**EXERCISE GOAL**. From the records below, state how many lines hold the string "SessionPrincipal", without any other text.

........

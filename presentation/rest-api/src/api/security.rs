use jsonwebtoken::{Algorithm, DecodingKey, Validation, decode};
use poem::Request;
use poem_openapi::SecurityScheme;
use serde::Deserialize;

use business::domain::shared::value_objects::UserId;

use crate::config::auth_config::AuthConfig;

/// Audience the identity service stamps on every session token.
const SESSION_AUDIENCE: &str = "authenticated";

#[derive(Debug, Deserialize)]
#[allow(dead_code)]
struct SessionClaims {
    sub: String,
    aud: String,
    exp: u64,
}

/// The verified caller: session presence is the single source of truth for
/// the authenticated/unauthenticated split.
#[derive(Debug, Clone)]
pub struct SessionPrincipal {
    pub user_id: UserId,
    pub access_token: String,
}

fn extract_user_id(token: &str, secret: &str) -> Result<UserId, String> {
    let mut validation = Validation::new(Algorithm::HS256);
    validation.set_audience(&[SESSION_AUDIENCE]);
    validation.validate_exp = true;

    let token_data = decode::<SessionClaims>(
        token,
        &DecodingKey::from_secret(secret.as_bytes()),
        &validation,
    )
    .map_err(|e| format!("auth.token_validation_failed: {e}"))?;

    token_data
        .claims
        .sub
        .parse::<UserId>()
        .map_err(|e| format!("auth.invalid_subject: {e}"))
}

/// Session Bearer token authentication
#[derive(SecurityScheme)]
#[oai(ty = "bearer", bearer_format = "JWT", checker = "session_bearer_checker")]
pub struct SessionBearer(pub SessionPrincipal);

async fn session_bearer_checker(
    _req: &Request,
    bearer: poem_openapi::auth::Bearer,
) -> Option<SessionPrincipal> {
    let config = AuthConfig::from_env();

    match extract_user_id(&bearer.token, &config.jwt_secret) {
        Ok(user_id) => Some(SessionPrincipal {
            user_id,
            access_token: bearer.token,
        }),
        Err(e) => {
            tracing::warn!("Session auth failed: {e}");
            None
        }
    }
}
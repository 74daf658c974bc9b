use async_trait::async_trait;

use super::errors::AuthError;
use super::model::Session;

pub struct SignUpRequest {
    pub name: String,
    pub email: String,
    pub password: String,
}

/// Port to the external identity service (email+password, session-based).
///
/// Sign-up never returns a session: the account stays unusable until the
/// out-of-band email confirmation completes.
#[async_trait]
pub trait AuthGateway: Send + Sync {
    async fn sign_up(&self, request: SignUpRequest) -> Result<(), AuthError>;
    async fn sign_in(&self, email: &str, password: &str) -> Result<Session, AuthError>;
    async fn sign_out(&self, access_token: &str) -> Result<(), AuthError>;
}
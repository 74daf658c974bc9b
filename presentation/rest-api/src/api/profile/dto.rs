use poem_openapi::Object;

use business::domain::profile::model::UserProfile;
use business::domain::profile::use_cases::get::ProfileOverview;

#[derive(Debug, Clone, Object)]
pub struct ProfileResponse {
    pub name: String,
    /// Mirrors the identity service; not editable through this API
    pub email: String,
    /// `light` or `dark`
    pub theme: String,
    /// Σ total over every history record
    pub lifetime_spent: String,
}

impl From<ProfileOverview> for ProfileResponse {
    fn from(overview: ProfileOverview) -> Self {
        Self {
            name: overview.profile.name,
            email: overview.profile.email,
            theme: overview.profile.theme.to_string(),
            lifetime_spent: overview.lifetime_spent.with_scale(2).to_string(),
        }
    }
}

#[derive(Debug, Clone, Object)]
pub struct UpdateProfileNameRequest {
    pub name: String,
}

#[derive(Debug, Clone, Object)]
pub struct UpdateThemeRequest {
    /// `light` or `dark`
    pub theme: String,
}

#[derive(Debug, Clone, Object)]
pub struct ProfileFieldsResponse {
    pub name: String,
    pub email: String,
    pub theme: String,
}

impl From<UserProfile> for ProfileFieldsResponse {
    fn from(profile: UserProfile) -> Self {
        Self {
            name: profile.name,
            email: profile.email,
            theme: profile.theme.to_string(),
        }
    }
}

........

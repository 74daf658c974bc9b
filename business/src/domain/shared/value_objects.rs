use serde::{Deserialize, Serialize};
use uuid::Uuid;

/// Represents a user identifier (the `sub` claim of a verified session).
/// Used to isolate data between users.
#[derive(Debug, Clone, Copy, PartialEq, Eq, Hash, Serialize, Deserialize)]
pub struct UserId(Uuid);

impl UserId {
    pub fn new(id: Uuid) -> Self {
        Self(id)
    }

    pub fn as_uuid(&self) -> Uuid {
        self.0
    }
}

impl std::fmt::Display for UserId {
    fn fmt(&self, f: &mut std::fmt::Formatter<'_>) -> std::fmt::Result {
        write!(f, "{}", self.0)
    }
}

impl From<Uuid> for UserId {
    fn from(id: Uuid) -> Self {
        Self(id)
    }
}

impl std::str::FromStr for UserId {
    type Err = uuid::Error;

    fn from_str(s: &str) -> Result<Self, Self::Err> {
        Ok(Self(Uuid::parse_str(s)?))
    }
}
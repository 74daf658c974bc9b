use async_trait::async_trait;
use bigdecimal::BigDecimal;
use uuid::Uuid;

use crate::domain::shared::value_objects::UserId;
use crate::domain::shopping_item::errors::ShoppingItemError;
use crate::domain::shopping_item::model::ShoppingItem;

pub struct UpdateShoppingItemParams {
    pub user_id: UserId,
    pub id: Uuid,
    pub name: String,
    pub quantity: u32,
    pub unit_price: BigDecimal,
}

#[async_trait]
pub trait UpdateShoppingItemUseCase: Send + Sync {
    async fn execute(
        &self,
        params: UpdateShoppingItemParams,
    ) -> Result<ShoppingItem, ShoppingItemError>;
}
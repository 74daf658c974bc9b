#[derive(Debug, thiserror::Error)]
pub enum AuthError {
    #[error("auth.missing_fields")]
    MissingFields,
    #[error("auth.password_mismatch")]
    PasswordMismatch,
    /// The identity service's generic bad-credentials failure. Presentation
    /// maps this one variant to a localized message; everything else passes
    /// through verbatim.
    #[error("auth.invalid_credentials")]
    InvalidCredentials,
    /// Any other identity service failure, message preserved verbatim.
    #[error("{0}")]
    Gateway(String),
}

........

**WRITTEN SOLUTION**. 4